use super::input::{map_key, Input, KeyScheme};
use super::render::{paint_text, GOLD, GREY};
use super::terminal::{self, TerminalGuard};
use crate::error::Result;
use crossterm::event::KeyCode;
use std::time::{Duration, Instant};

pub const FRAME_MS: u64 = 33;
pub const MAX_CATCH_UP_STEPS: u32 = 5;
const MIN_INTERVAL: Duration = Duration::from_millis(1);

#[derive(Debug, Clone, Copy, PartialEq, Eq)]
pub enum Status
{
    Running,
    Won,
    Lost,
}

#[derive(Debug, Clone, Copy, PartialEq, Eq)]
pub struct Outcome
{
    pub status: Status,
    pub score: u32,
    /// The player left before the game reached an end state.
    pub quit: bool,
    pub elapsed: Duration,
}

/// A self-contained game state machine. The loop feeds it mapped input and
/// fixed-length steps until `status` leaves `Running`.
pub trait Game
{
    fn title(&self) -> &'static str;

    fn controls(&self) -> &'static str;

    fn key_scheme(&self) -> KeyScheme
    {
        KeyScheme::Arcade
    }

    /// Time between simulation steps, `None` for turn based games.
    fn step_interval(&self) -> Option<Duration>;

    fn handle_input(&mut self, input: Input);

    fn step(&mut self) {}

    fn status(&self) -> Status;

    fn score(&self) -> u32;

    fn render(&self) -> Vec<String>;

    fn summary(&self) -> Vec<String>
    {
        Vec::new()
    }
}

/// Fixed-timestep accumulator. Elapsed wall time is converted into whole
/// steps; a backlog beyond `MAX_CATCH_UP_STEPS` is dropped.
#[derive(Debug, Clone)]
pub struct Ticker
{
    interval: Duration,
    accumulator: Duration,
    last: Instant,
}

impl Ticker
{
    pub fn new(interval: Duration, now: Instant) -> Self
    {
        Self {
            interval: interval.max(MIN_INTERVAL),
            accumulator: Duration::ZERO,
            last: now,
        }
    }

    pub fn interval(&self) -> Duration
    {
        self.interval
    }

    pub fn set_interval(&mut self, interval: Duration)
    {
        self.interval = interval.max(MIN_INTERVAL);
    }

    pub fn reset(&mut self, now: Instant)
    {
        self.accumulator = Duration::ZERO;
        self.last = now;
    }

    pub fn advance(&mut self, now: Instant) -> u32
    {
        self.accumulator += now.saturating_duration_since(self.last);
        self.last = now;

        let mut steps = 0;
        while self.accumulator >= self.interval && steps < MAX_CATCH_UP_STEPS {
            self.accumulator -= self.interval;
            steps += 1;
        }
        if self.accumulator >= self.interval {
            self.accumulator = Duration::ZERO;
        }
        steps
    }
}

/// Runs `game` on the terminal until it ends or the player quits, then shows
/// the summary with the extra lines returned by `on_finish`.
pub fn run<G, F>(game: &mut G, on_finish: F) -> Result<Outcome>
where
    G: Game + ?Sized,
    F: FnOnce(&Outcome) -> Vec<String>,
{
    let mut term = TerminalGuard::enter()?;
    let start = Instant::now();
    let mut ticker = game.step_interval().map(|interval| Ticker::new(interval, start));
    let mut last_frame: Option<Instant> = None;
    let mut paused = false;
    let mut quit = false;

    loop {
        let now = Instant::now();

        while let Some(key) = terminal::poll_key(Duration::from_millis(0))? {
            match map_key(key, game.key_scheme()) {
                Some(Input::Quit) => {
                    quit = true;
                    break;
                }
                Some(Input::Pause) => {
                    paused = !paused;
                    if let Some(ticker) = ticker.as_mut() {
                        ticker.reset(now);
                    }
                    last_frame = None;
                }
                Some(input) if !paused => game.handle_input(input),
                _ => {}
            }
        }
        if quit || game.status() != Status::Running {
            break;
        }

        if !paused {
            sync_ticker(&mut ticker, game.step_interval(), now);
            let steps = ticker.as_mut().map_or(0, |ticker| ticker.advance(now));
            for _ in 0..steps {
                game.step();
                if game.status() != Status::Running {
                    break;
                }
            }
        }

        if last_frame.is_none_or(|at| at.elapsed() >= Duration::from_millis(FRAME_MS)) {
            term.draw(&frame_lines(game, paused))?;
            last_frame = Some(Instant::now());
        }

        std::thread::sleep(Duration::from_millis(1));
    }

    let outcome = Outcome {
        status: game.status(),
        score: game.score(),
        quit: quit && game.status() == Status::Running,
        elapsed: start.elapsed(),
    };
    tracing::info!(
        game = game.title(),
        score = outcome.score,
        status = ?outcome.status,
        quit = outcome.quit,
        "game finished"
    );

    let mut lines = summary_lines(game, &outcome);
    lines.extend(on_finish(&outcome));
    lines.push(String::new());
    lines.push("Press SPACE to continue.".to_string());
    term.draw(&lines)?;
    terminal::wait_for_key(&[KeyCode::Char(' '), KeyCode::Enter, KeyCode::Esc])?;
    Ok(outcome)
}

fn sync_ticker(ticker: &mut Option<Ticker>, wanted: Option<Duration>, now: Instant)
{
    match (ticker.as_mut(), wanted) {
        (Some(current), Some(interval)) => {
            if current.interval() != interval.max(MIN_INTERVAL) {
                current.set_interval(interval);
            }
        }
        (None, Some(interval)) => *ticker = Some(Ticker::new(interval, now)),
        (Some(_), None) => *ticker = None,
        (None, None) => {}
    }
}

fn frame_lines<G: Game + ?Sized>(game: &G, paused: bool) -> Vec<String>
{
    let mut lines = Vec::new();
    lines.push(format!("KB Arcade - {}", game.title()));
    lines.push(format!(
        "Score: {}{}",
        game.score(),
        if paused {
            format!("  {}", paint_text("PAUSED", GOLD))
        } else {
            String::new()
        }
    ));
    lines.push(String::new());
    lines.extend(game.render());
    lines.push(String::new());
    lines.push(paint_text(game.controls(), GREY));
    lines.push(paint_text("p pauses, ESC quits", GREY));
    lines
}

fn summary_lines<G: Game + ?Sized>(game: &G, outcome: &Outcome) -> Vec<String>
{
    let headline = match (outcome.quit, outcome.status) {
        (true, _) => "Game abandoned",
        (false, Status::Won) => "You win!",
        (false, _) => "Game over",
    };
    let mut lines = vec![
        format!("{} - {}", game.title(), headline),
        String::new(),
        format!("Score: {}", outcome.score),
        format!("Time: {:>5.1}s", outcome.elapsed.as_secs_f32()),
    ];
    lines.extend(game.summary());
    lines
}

**DIRECTIONS FOR THIS TASK**
Find out how many lines in the listing contain the string "false". Give the number alone.

**EXERCISE RESULT**
4